> Assigned task: Each entry below is to be duplicated verbatim.
───── Provided data
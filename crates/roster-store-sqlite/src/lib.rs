//! SQLite backend for the Roster record store.
//!
//! Wraps [`tokio_rusqlite`] so all database access runs on a dedicated thread
//! without blocking the async runtime.

mod encode;
mod schema;
mod store;

pub mod error;

pub use error::{Error, Result};
pub use store::SqliteStore;
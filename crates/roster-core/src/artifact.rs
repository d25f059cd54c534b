//! The artifact generator seam.
//!
//! `qr_code` is a pure function of `roll_no`; the registry calls the renderer
//! on create and whenever the roll number changes, never on read.

/// Renders a payload string into image bytes.
pub trait ArtifactRenderer: Send + Sync {
  type Error: std::error::Error + Send + Sync + 'static;

  /// Deterministic: the same payload always yields the same bytes.
  fn render(&self, payload: &str) -> Result<Vec<u8>, Self::Error>;

  /// Media type of the bytes returned by [`Self::render`].
  fn media_type(&self) -> &'static str;
}

/// File name for a record's QR artifact, derived from its display name.
pub fn qr_file_name(display_name: &str) -> String {
  format!("{}_qr.png", display_name.trim())
}
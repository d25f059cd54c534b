//! Content sniffing for uploaded photos.

use std::io::Cursor;

use image::{ImageFormat, ImageReader};

use crate::{Error, Result};

/// What an accepted upload turned out to be.
#[derive(Debug, Clone, Copy, PartialEq, Eq)]
pub struct SniffedImage {
  pub media_type: &'static str,
  pub extension:  &'static str,
}

/// Identify `bytes` as a PNG, JPEG or WebP image by content rather than by
/// the client-supplied name or type. The header must decode to non-zero
/// dimensions.
pub fn sniff_photo(bytes: &[u8]) -> Result<SniffedImage> {
  let reader = ImageReader::new(Cursor::new(bytes)).with_guessed_format()?;
  let format = reader.format().ok_or(Error::Unrecognised)?;

  let (media_type, extension) = match format {
    ImageFormat::Png => ("image/png", "png"),
    ImageFormat::Jpeg => ("image/jpeg", "jpg"),
    ImageFormat::WebP => ("image/webp", "webp"),
    other => return Err(Error::UnsupportedFormat(format!("{other:?}"))),
  };

  let (width, height) = reader.into_dimensions()?;
  if width == 0 || height == 0 {
    return Err(Error::Unrecognised);
  }
  Ok(SniffedImage { media_type, extension })
}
──────────
> The answer:
filename crates/roster-store-sqlite/src/lib.rs
//! SQLite backend for the Roster record store.
//!
//! Wraps [`tokio_rusqlite`] so all database access runs on a dedicated thread
//! without blocking the async runtime.

mod encode;
mod schema;
mod store;

pub mod error;

pub use error::{Error, Result};
pub use store::SqliteStore;
filename crates/roster-core/src/artifact.rs
repository d25f059cd54c534b
//! The artifact generator seam.
//!
//! `qr_code` is a pure function of `roll_no`; the registry calls the renderer
//! on create and whenever the roll number changes, never on read.

/// Renders a payload string into image bytes.
pub trait ArtifactRenderer: Send + Sync {
  type Error: std::error::Error + Send + Sync + 'static;

  /// Deterministic: the same payload always yields the same bytes.
  fn render(&self, payload: &str) -> Result<Vec<u8>, Self::Error>;

  /// Media type of the bytes returned by [`Self::render`].
  fn media_type(&self) -> &'static str;
}

/// File name for a record's QR artifact, derived from its display name.
pub fn qr_file_name(display_name: &str) -> String {
  format!("{}_qr.png", display_name.trim())
}
repository d25f059cd54c534b
//! Content sniffing for uploaded photos.

use std::io::Cursor;

use image::{ImageFormat, ImageReader};

use crate::{Error, Result};

/// What an accepted upload turned out to be.
#[derive(Debug, Clone, Copy, PartialEq, Eq)]
pub struct SniffedImage {
  pub media_type: &'static str,
  pub extension:  &'static str,
}

/// Identify `bytes` as a PNG, JPEG or WebP image by content rather than by
/// the client-supplied name or type. The header must decode to non-zero
/// dimensions.
pub fn sniff_photo(bytes: &[u8]) -> Result<SniffedImage> {
  let reader = ImageReader::new(Cursor::new(bytes)).with_guessed_format()?;
  let format = reader.format().ok_or(Error::Unrecognised)?;

  let (media_type, extension) = match format {
    ImageFormat::Png => ("image/png", "png"),
    ImageFormat::Jpeg => ("image/jpeg", "jpg"),
    ImageFormat::WebP => ("image/webp", "webp"),
    other => return Err(Error::UnsupportedFormat(format!("{other:?}"))),
  };

  let (width, height) = reader.into_dimensions()?;
  if width == 0 || height == 0 {
    return Err(Error::Unrecognised);
  }
  Ok(SniffedImage { media_type, extension })
}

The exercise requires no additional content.